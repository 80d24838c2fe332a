//! The cooperative scheduler.
//!
//! Single-threaded per agent: at most one thought is in the pipeline at
//! any instant. One round populates the queue from the store (task
//! priority descending, then task age), dequeues one thought, runs the
//! pipeline, and commits status plus audit before looking at the queue
//! again. Pause suspends rounds; single-step processes exactly one thought
//! while paused; integrity failures halt the agent.

use std::sync::Arc;
use std::time::Duration;

use tracing::instrument;

use crate::types::ErrorClass;

use super::control::RuntimeControl;
use super::pipeline::process_thought;
use super::{EngineContext, EngineError, RuntimeState};

/// Idle poll interval when the queue is empty.
const IDLE_WAIT: Duration = Duration::from_millis(250);

/// Drives processing rounds until shutdown.
pub struct Scheduler {
    ctx: Arc<EngineContext>,
    control: Arc<RuntimeControl>,
    round: u32,
}

impl std::fmt::Debug for Scheduler {
    fn fmt(&self, f: &mut std::fmt::Formatter<'_>) -> std::fmt::Result {
        f.debug_struct("Scheduler")
            .field("round", &self.round)
            .finish_non_exhaustive()
    }
}

impl Scheduler {
    /// Build a scheduler over a wired context and control plane.
    #[must_use]
    pub fn new(ctx: Arc<EngineContext>, control: Arc<RuntimeControl>) -> Self {
        Self {
            ctx,
            control,
            round: 0,
        }
    }

    /// Rounds completed so far.
    #[must_use]
    pub fn rounds(&self) -> u32 {
        self.round
    }

    /// Run until the control plane moves to ShuttingDown or Halted.
    ///
    /// # Errors
    ///
    /// Returns [`EngineError`] only when the store or audit chain is
    /// unusable; per-thought failures are committed as dispositions and
    /// the loop continues.
    #[instrument(skip(self))]
    pub async fn run(&mut self) -> Result<(), EngineError> {
        let mut state_rx = self.control.state_receiver();

        loop {
            let state = *state_rx.borrow();
            match state {
                RuntimeState::ShuttingDown | RuntimeState::Halted => break,
                RuntimeState::Paused => {
                    let control = Arc::clone(&self.control);
                    let step = tokio::select! {
                        _ = state_rx.changed() => false,
                        () = control.step_requested() => true,
                    };
                    if step {
                        self.process_one().await?;
                    }
                }
                RuntimeState::Running => {
                    let processed = self.process_one().await?;
                    if !processed {
                        tokio::select! {
                            _ = state_rx.changed() => {}
                            () = tokio::time::sleep(IDLE_WAIT) => {}
                        }
                    }
                }
            }
        }
        Ok(())
    }

    /// Process at most one thought. Returns whether one ran.
    ///
    /// # Errors
    ///
    /// Returns [`EngineError`] for infrastructure failures.
    pub async fn process_one(&mut self) -> Result<bool, EngineError> {
        let mut queue = self.ctx.store.round_queue(1).await?;
        let Some(thought) = queue.pop() else {
            return Ok(false);
        };

        self.round += 1;
        let cancel = self.control.cancel_receiver();
        match process_thought(&self.ctx, thought, self.round, cancel).await {
            Ok(report) => {
                tracing::debug!(
                    thought_id = %report.thought_id,
                    disposition = %report.disposition,
                    action = report.action.as_deref().unwrap_or("-"),
                    round = self.round,
                    "round complete"
                );
                Ok(true)
            }
            Err(err) if err.class() == ErrorClass::Integrity => {
                self.control.halt_for_integrity(&err.to_string()).await;
                Err(err)
            }
            Err(err) if err.class() == ErrorClass::Invariant => {
                // Crash the pipeline task for this thought, keep the agent.
                tracing::error!(error = %err, "invariant violation in pipeline");
                Ok(true)
            }
            Err(err) => Err(err),
        }
    }
}
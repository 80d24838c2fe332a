//! Decision-Making Algorithms: the three first-stage evaluators.
//!
//! Every thought is assessed by three concurrent structured LLM calls —
//! ethical, common-sense, and domain-specific — whose results form a
//! [`DmaTriple`] consumed by the action selector. The triple is a *set*:
//! no inter-DMA ordering is guaranteed or assumed.
//!
//! The domain-specific DMA is a closed union of known kinds selected by
//! the agent profile through a registration table (see [`domain`]).

pub mod common_sense;
pub mod domain;
pub mod ethical;
pub mod runner;

use miette::Diagnostic;
use rustc_hash::FxHashMap;
use serde::{Deserialize, Serialize};
use thiserror::Error;

use crate::llm::LlmError;
use crate::store::model::{Task, Thought};
use crate::types::ErrorClass;

pub use common_sense::{CommonSenseAssessment, CommonSenseDma};
pub use domain::{DomainAssessment, DomainDma, build_domain_dma, registered_domain_kinds};
pub use ethical::{ConflictSeverity, EthicalAssessment, EthicalConflict, EthicalDma};
pub use runner::DmaRunner;

// ============================================================================
// Input
// ============================================================================

/// Everything a DMA may look at when evaluating one thought.
#[derive(Clone, Debug)]
pub struct DmaInput {
    /// The thought under evaluation (content already secret-filtered).
    pub thought: Thought,
    /// The task the thought works on.
    pub task: Task,
    /// Agent display name from the profile.
    pub agent_name: String,
    /// Per-DMA system-prompt overrides from the profile, keyed by DMA name.
    pub prompt_overrides: FxHashMap<String, String>,
}

impl DmaInput {
    /// The override for `dma_name`, when the profile carries one.
    #[must_use]
    pub fn prompt_override(&self, dma_name: &str) -> Option<&str> {
        self.prompt_overrides.get(dma_name).map(String::as_str)
    }
}

// ============================================================================
// Triple
// ============================================================================

/// Aggregated results of the three first-stage evaluations.
#[derive(Clone, Debug, PartialEq, Serialize, Deserialize)]
pub struct DmaTriple {
    /// Ethical alignment assessment.
    pub ethical: EthicalAssessment,
    /// Common-sense plausibility assessment.
    pub common_sense: CommonSenseAssessment,
    /// Domain fitness assessment.
    pub domain: DomainAssessment,
}

// ============================================================================
// Errors
// ============================================================================

/// A single DMA's failure after bounded retries.
#[derive(Debug, Error, Diagnostic)]
#[error("{dma} DMA failed: {source}")]
#[diagnostic(code(praxis::dma::failed))]
pub struct DmaFailure {
    /// Which DMA failed (`"ethical"`, `"common_sense"`, `"domain"`).
    pub dma: &'static str,
    /// Underlying provider error.
    #[source]
    pub source: LlmError,
}

/// Errors from DMA construction and fan-out.
#[derive(Debug, Error, Diagnostic)]
pub enum DmaError {
    /// The profile named a domain DMA kind that is not registered.
    #[error("unknown domain DMA kind '{kind}'")]
    #[diagnostic(
        code(praxis::dma::unknown_kind),
        help("Registered kinds: community, support, research.")
    )]
    UnknownKind {
        /// The unregistered kind name.
        kind: String,
    },

    /// One or more DMAs failed after bounded retries; the thought fails
    /// with the collected errors.
    #[error("{} DMA evaluation(s) failed", failures.len())]
    #[diagnostic(code(praxis::dma::evaluation))]
    Evaluation {
        /// Per-DMA failures.
        #[related]
        failures: Vec<DmaFailure>,
    },

    /// The fan-out was cancelled before completion.
    #[error("DMA evaluation cancelled")]
    #[diagnostic(code(praxis::dma::cancelled))]
    Cancelled,
}

impl DmaError {
    /// Propagation class per the engine error taxonomy.
    #[must_use]
    pub fn class(&self) -> ErrorClass {
        match self {
            Self::UnknownKind { .. } => ErrorClass::Validation,
            Self::Evaluation { .. } | Self::Cancelled => ErrorClass::TransientExternal,
        }
    }
}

■ ■ ■ ■

Go through the data and copy each line exactly as it reads.

repository 80d24838c2fe332a
//! The cooperative scheduler.
//!
//! Single-threaded per agent: at most one thought is in the pipeline at
//! any instant. One round populates the queue from the store (task
//! priority descending, then task age), dequeues one thought, runs the
//! pipeline, and commits status plus audit before looking at the queue
//! again. Pause suspends rounds; single-step processes exactly one thought
//! while paused; integrity failures halt the agent.

use std::sync::Arc;
use std::time::Duration;

use tracing::instrument;

use crate::types::ErrorClass;

use super::control::RuntimeControl;
use super::pipeline::process_thought;
use super::{EngineContext, EngineError, RuntimeState};

/// Idle poll interval when the queue is empty.
const IDLE_WAIT: Duration = Duration::from_millis(250);

/// Drives processing rounds until shutdown.
pub struct Scheduler {
    ctx: Arc<EngineContext>,
    control: Arc<RuntimeControl>,
    round: u32,
}

impl std::fmt::Debug for Scheduler {
    fn fmt(&self, f: &mut std::fmt::Formatter<'_>) -> std::fmt::Result {
        f.debug_struct("Scheduler")
            .field("round", &self.round)
            .finish_non_exhaustive()
    }
}

impl Scheduler {
    /// Build a scheduler over a wired context and control plane.
    #[must_use]
    pub fn new(ctx: Arc<EngineContext>, control: Arc<RuntimeControl>) -> Self {
        Self {
            ctx,
            control,
            round: 0,
        }
    }

    /// Rounds completed so far.
    #[must_use]
    pub fn rounds(&self) -> u32 {
        self.round
    }

    /// Run until the control plane moves to ShuttingDown or Halted.
    ///
    /// # Errors
    ///
    /// Returns [`EngineError`] only when the store or audit chain is
    /// unusable; per-thought failures are committed as dispositions and
    /// the loop continues.
    #[instrument(skip(self))]
    pub async fn run(&mut self) -> Result<(), EngineError> {
        let mut state_rx = self.control.state_receiver();

        loop {
            let state = *state_rx.borrow();
            match state {
                RuntimeState::ShuttingDown | RuntimeState::Halted => break,
                RuntimeState::Paused => {
                    let control = Arc::clone(&self.control);
                    let step = tokio::select! {
                        _ = state_rx.changed() => false,
                        () = control.step_requested() => true,
                    };
                    if step {
                        self.process_one().await?;
                    }
                }
                RuntimeState::Running => {
                    let processed = self.process_one().await?;
                    if !processed {
                        tokio::select! {
                            _ = state_rx.changed() => {}
                            () = tokio::time::sleep(IDLE_WAIT) => {}
                        }
                    }
                }
            }
        }
        Ok(())
    }

    /// Process at most one thought. Returns whether one ran.
    ///
    /// # Errors
    ///
    /// Returns [`EngineError`] for infrastructure failures.
    pub async fn process_one(&mut self) -> Result<bool, EngineError> {
        let mut queue = self.ctx.store.round_queue(1).await?;
        let Some(thought) = queue.pop() else {
            return Ok(false);
        };

        self.round += 1;
        let cancel = self.control.cancel_receiver();
        match process_thought(&self.ctx, thought, self.round, cancel).await {
            Ok(report) => {
                tracing::debug!(
                    thought_id = %report.thought_id,
                    disposition = %report.disposition,
                    action = report.action.as_deref().unwrap_or("-"),
                    round = self.round,
                    "round complete"
                );
                Ok(true)
            }
            Err(err) if err.class() == ErrorClass::Integrity => {
                self.control.halt_for_integrity(&err.to_string()).await;
                Err(err)
            }
            Err(err) if err.class() == ErrorClass::Invariant => {
                // Crash the pipeline task for this thought, keep the agent.
                tracing::error!(error = %err, "invariant violation in pipeline");
                Ok(true)
            }
            Err(err) => Err(err),
        }
    }
}
repository 80d24838c2fe332a
//! Decision-Making Algorithms: the three first-stage evaluators.
//!
//! Every thought is assessed by three concurrent structured LLM calls —
//! ethical, common-sense, and domain-specific — whose results form a
//! [`DmaTriple`] consumed by the action selector. The triple is a *set*:
//! no inter-DMA ordering is guaranteed or assumed.
//!
//! The domain-specific DMA is a closed union of known kinds selected by
//! the agent profile through a registration table (see [`domain`]).

pub mod common_sense;
pub mod domain;
pub mod ethical;
pub mod runner;

use miette::Diagnostic;
use rustc_hash::FxHashMap;
use serde::{Deserialize, Serialize};
use thiserror::Error;

use crate::llm::LlmError;
use crate::store::model::{Task, Thought};
use crate::types::ErrorClass;

pub use common_sense::{CommonSenseAssessment, CommonSenseDma};
pub use domain::{DomainAssessment, DomainDma, build_domain_dma, registered_domain_kinds};
pub use ethical::{ConflictSeverity, EthicalAssessment, EthicalConflict, EthicalDma};
pub use runner::DmaRunner;

// ============================================================================
// Input
// ============================================================================

/// Everything a DMA may look at when evaluating one thought.
#[derive(Clone, Debug)]
pub struct DmaInput {
    /// The thought under evaluation (content already secret-filtered).
    pub thought: Thought,
    /// The task the thought works on.
    pub task: Task,
    /// Agent display name from the profile.
    pub agent_name: String,
    /// Per-DMA system-prompt overrides from the profile, keyed by DMA name.
    pub prompt_overrides: FxHashMap<String, String>,
}

impl DmaInput {
    /// The override for `dma_name`, when the profile carries one.
    #[must_use]
    pub fn prompt_override(&self, dma_name: &str) -> Option<&str> {
        self.prompt_overrides.get(dma_name).map(String::as_str)
    }
}

// ============================================================================
// Triple
// ============================================================================

/// Aggregated results of the three first-stage evaluations.
#[derive(Clone, Debug, PartialEq, Serialize, Deserialize)]
pub struct DmaTriple {
    /// Ethical alignment assessment.
    pub ethical: EthicalAssessment,
    /// Common-sense plausibility assessment.
    pub common_sense: CommonSenseAssessment,
    /// Domain fitness assessment.
    pub domain: DomainAssessment,
}

// ============================================================================
// Errors
// ============================================================================

/// A single DMA's failure after bounded retries.
#[derive(Debug, Error, Diagnostic)]
#[error("{dma} DMA failed: {source}")]
#[diagnostic(code(praxis::dma::failed))]
pub struct DmaFailure {
    /// Which DMA failed (`"ethical"`, `"common_sense"`, `"domain"`).
    pub dma: &'static str,
    /// Underlying provider error.
    #[source]
    pub source: LlmError,
}

/// Errors from DMA construction and fan-out.
#[derive(Debug, Error, Diagnostic)]
pub enum DmaError {
    /// The profile named a domain DMA kind that is not registered.
    #[error("unknown domain DMA kind '{kind}'")]
    #[diagnostic(
        code(praxis::dma::unknown_kind),
        help("Registered kinds: community, support, research.")
    )]
    UnknownKind {
        /// The unregistered kind name.
        kind: String,
    },

    /// One or more DMAs failed after bounded retries; the thought fails
    /// with the collected errors.
    #[error("{} DMA evaluation(s) failed", failures.len())]
    #[diagnostic(code(praxis::dma::evaluation))]
    Evaluation {
        /// Per-DMA failures.
        #[related]
        failures: Vec<DmaFailure>,
    },

    /// The fan-out was cancelled before completion.
    #[error("DMA evaluation cancelled")]
    #[diagnostic(code(praxis::dma::cancelled))]
    Cancelled,
}

impl DmaError {
    /// Propagation class per the engine error taxonomy.
    #[must_use]
    pub fn class(&self) -> ErrorClass {
        match self {
            Self::UnknownKind { .. } => ErrorClass::Validation,
            Self::Evaluation { .. } | Self::Cancelled => ErrorClass::TransientExternal,
        }
    }
}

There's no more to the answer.